Problem to solve - An exact copy of the listing below is required.
━━━━━ Available data ━━━━━
//! Command-line behavior of the harvester binary.

use std::fs;
use std::path::PathBuf;

use assert_cmd::cargo::cargo_bin_cmd;
use predicates::prelude::*;
use tempfile::TempDir;
use wiremock::matchers::{method, path};
use wiremock::{Mock, MockServer, ResponseTemplate};

const CARD_BASE: &str = "https://niklas-luhmann-archiv.de/bestand/zettelkasten/zettel/";

#[test]
fn help_lists_subcommands() {
    let mut cmd = cargo_bin_cmd!("zettel-harvester");
    cmd.arg("--help");
    cmd.assert().success().stdout(
        predicate::str::contains("master-index")
            .and(predicate::str::contains("download"))
            .and(predicate::str::contains("check-bold")),
    );
}

#[test]
fn reorder_and_master_index() {
    let dir = TempDir::new().unwrap();
    let links_dir = dir.path().join("index_full_links");
    fs::create_dir_all(&links_dir).unwrap();
    fs::write(
        links_dir.join("links_ZK_1_NB_1.txt"),
        format!("{CARD_BASE}ZK_1_NB_1-10_V\n{CARD_BASE}ZK_1_NB_1-2_V\n"),
    )
    .unwrap();

    let mut cmd = cargo_bin_cmd!("zettel-harvester");
    cmd.arg("--root").arg(dir.path()).arg("reorder");
    cmd.assert()
        .success()
        .stdout(predicate::str::contains("Reordered"));

    let mut cmd = cargo_bin_cmd!("zettel-harvester");
    cmd.arg("--root").arg(dir.path()).arg("master-index");
    cmd.assert().success();

    let master = fs::read_to_string(dir.path().join("master_index.txt")).unwrap();
    assert_eq!(
        master,
        format!("{CARD_BASE}ZK_1_NB_1-2_V\n{CARD_BASE}ZK_1_NB_1-10_V\n")
    );
}

#[test]
fn missing_input_fails_with_message() {
    let dir = TempDir::new().unwrap();
    let mut cmd = cargo_bin_cmd!("zettel-harvester");
    cmd.arg("--root").arg(dir.path()).arg("progress");
    cmd.assert()
        .failure()
        .stderr(predicate::str::contains("Missing input"));
}

#[test]
fn missing_writes_id_list_with_header() {
    let dir = TempDir::new().unwrap();
    fs::write(
        dir.path().join("master_index.txt"),
        format!("{CARD_BASE}ZK_1_NB_1_V\n{CARD_BASE}ZK_1_NB_2_V\n"),
    )
    .unwrap();
    let md_dir = dir.path().join("index_full_mds");
    fs::create_dir_all(&md_dir).unwrap();
    fs::write(md_dir.join("ZK_1_NB_1_V.txt"), "**Sinn**").unwrap();

    let mut cmd = cargo_bin_cmd!("zettel-harvester");
    cmd.arg("--root").arg(dir.path()).arg("missing");
    cmd.assert().success();

    let written = fs::read_to_string(dir.path().join("missing_specific_ids.txt")).unwrap();
    assert_eq!(
        written,
        "# IDs present in master_index.txt but missing in index_full_mds\n\nZK_1_NB_2_V\n"
    );
}

#[test]
fn check_bold_on_empty_markdown_dir_reports_zero_files() {
    let dir = TempDir::new().unwrap();
    fs::create_dir_all(dir.path().join("index_full_mds")).unwrap();

    let mut cmd = cargo_bin_cmd!("zettel-harvester");
    cmd.arg("--root").arg(dir.path()).arg("check-bold");
    cmd.assert()
        .success()
        .stdout(predicate::str::contains("Files analyzed: 0"));

    let mut cmd = cargo_bin_cmd!("zettel-harvester");
    cmd.arg("--root").arg(dir.path().join("absent")).arg("check-bold");
    cmd.assert()
        .failure()
        .stderr(predicate::str::contains("Missing input"));
}

async fn mount_card(server: &MockServer, id: &str, status: u16) {
    let response = if status == 200 {
        ResponseTemplate::new(200).set_body_json(serde_json::json!({
            "transcription": { "html": "<p>Sinn</p>", "readyForPublication": true }
        }))
    } else {
        ResponseTemplate::new(status)
    };
    Mock::given(method("GET"))
        .and(path(format!("/ZK/zettel/{id}")))
        .respond_with(response)
        .mount(server)
        .await;
}

/// Run `download` off the async runtime; the mock server keeps serving.
async fn run_download(root: PathBuf, api_url: String, source: String) {
    tokio::task::spawn_blocking(move || {
        let mut cmd = cargo_bin_cmd!("zettel-harvester");
        cmd.arg("--root")
            .arg(&root)
            .args(["download", "--workers", "2", "--retries", "2"])
            .args(["--retry-delay-ms", "10", "--source", &source])
            .arg("--api-url")
            .arg(api_url);
        cmd.assert().success();
    })
    .await
    .unwrap();
}

#[tokio::test(flavor = "multi_thread")]
async fn download_lists_only_retryable_failures_for_retry() {
    let server = MockServer::start().await;
    mount_card(&server, "ZK_1_NB_1_V", 200).await;
    mount_card(&server, "ZK_1_NB_2_V", 404).await;
    mount_card(&server, "ZK_1_NB_3_V", 503).await;

    let dir = TempDir::new().unwrap();
    let ids = dir.path().join("ids.txt");
    fs::write(&ids, "ZK_1_NB_1_V\nZK_1_NB_2_V\nZK_1_NB_3_V\n").unwrap();
    let api_url = format!("{}/ZK/zettel/", server.uri());

    run_download(
        dir.path().to_path_buf(),
        api_url,
        ids.display().to_string(),
    )
    .await;

    assert!(dir.path().join("index_full_jsons/ZK_1_NB_1_V.json").exists());
    assert_eq!(
        fs::read_to_string(dir.path().join("failed_downloads.txt")).unwrap(),
        "ZK_1_NB_3_V\n"
    );
    assert_eq!(
        fs::read_to_string(dir.path().join("fatal_downloads.txt")).unwrap(),
        "ZK_1_NB_2_V\n"
    );
}

#[tokio::test(flavor = "multi_thread")]
async fn successful_retry_clears_failed_list() {
    let server = MockServer::start().await;
    mount_card(&server, "ZK_1_NB_3_V", 200).await;

    let dir = TempDir::new().unwrap();
    fs::write(dir.path().join("failed_downloads.txt"), "ZK_1_NB_3_V\n").unwrap();
    fs::write(dir.path().join("fatal_downloads.txt"), "ZK_1_NB_2_V\n").unwrap();
    let api_url = format!("{}/ZK/zettel/", server.uri());

    run_download(dir.path().to_path_buf(), api_url, "failed".to_string()).await;

    assert!(dir.path().join("index_full_jsons/ZK_1_NB_3_V.json").exists());
    assert!(!dir.path().join("failed_downloads.txt").exists());
    assert_eq!(
        fs::read_to_string(dir.path().join("fatal_downloads.txt")).unwrap(),
        "ZK_1_NB_2_V\n"
    );
}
━━━━━
Expected output -
//! Command-line behavior of the harvester binary.

use std::fs;
use std::path::PathBuf;

use assert_cmd::cargo::cargo_bin_cmd;
use predicates::prelude::*;
use tempfile::TempDir;
use wiremock::matchers::{method, path};
use wiremock::{Mock, MockServer, ResponseTemplate};

const CARD_BASE: &str = "https://niklas-luhmann-archiv.de/bestand/zettelkasten/zettel/";

#[test]
fn help_lists_subcommands() {
    let mut cmd = cargo_bin_cmd!("zettel-harvester");
    cmd.arg("--help");
    cmd.assert().success().stdout(
        predicate::str::contains("master-index")
            .and(predicate::str::contains("download"))
            .and(predicate::str::contains("check-bold")),
    );
}

#[test]
fn reorder_and_master_index() {
    let dir = TempDir::new().unwrap();
    let links_dir = dir.path().join("index_full_links");
    fs::create_dir_all(&links_dir).unwrap();
    fs::write(
        links_dir.join("links_ZK_1_NB_1.txt"),
        format!("{CARD_BASE}ZK_1_NB_1-10_V\n{CARD_BASE}ZK_1_NB_1-2_V\n"),
    )
    .unwrap();

    let mut cmd = cargo_bin_cmd!("zettel-harvester");
    cmd.arg("--root").arg(dir.path()).arg("reorder");
    cmd.assert()
        .success()
        .stdout(predicate::str::contains("Reordered"));

    let mut cmd = cargo_bin_cmd!("zettel-harvester");
    cmd.arg("--root").arg(dir.path()).arg("master-index");
    cmd.assert().success();

    let master = fs::read_to_string(dir.path().join("master_index.txt")).unwrap();
    assert_eq!(
        master,
        format!("{CARD_BASE}ZK_1_NB_1-2_V\n{CARD_BASE}ZK_1_NB_1-10_V\n")
    );
}

#[test]
fn missing_input_fails_with_message() {
    let dir = TempDir::new().unwrap();
    let mut cmd = cargo_bin_cmd!("zettel-harvester");
    cmd.arg("--root").arg(dir.path()).arg("progress");
    cmd.assert()
        .failure()
        .stderr(predicate::str::contains("Missing input"));
}

#[test]
fn missing_writes_id_list_with_header() {
    let dir = TempDir::new().unwrap();
    fs::write(
        dir.path().join("master_index.txt"),
        format!("{CARD_BASE}ZK_1_NB_1_V\n{CARD_BASE}ZK_1_NB_2_V\n"),
    )
    .unwrap();
    let md_dir = dir.path().join("index_full_mds");
    fs::create_dir_all(&md_dir).unwrap();
    fs::write(md_dir.join("ZK_1_NB_1_V.txt"), "**Sinn**").unwrap();

    let mut cmd = cargo_bin_cmd!("zettel-harvester");
    cmd.arg("--root").arg(dir.path()).arg("missing");
    cmd.assert().success();

    let written = fs::read_to_string(dir.path().join("missing_specific_ids.txt")).unwrap();
    assert_eq!(
        written,
        "# IDs present in master_index.txt but missing in index_full_mds\n\nZK_1_NB_2_V\n"
    );
}

#[test]
fn check_bold_on_empty_markdown_dir_reports_zero_files() {
    let dir = TempDir::new().unwrap();
    fs::create_dir_all(dir.path().join("index_full_mds")).unwrap();

    let mut cmd = cargo_bin_cmd!("zettel-harvester");
    cmd.arg("--root").arg(dir.path()).arg("check-bold");
    cmd.assert()
        .success()
        .stdout(predicate::str::contains("Files analyzed: 0"));

    let mut cmd = cargo_bin_cmd!("zettel-harvester");
    cmd.arg("--root").arg(dir.path().join("absent")).arg("check-bold");
    cmd.assert()
        .failure()
        .stderr(predicate::str::contains("Missing input"));
}

async fn mount_card(server: &MockServer, id: &str, status: u16) {
    let response = if status == 200 {
        ResponseTemplate::new(200).set_body_json(serde_json::json!({
            "transcription": { "html": "<p>Sinn</p>", "readyForPublication": true }
        }))
    } else {
        ResponseTemplate::new(status)
    };
    Mock::given(method("GET"))
        .and(path(format!("/ZK/zettel/{id}")))
        .respond_with(response)
        .mount(server)
        .await;
}

/// Run `download` off the async runtime; the mock server keeps serving.
async fn run_download(root: PathBuf, api_url: String, source: String) {
    tokio::task::spawn_blocking(move || {
        let mut cmd = cargo_bin_cmd!("zettel-harvester");
        cmd.arg("--root")
            .arg(&root)
            .args(["download", "--workers", "2", "--retries", "2"])
            .args(["--retry-delay-ms", "10", "--source", &source])
            .arg("--api-url")
            .arg(api_url);
        cmd.assert().success();
    })
    .await
    .unwrap();
}

#[tokio::test(flavor = "multi_thread")]
async fn download_lists_only_retryable_failures_for_retry() {
    let server = MockServer::start().await;
    mount_card(&server, "ZK_1_NB_1_V", 200).await;
    mount_card(&server, "ZK_1_NB_2_V", 404).await;
    mount_card(&server, "ZK_1_NB_3_V", 503).await;

    let dir = TempDir::new().unwrap();
    let ids = dir.path().join("ids.txt");
    fs::write(&ids, "ZK_1_NB_1_V\nZK_1_NB_2_V\nZK_1_NB_3_V\n").unwrap();
    let api_url = format!("{}/ZK/zettel/", server.uri());

    run_download(
        dir.path().to_path_buf(),
        api_url,
        ids.display().to_string(),
    )
    .await;

    assert!(dir.path().join("index_full_jsons/ZK_1_NB_1_V.json").exists());
    assert_eq!(
        fs::read_to_string(dir.path().join("failed_downloads.txt")).unwrap(),
        "ZK_1_NB_3_V\n"
    );
    assert_eq!(
        fs::read_to_string(dir.path().join("fatal_downloads.txt")).unwrap(),
        "ZK_1_NB_2_V\n"
    );
}

#[tokio::test(flavor = "multi_thread")]
async fn successful_retry_clears_failed_list() {
    let server = MockServer::start().await;
    mount_card(&server, "ZK_1_NB_3_V", 200).await;

    let dir = TempDir::new().unwrap();
    fs::write(dir.path().join("failed_downloads.txt"), "ZK_1_NB_3_V\n").unwrap();
    fs::write(dir.path().join("fatal_downloads.txt"), "ZK_1_NB_2_V\n").unwrap();
    let api_url = format!("{}/ZK/zettel/", server.uri());

    run_download(dir.path().to_path_buf(), api_url, "failed".to_string()).await;

    assert!(dir.path().join("index_full_jsons/ZK_1_NB_3_V.json").exists());
    assert!(!dir.path().join("failed_downloads.txt").exists());
    assert_eq!(
        fs::read_to_string(dir.path().join("fatal_downloads.txt")).unwrap(),
        "ZK_1_NB_2_V\n"
    );
}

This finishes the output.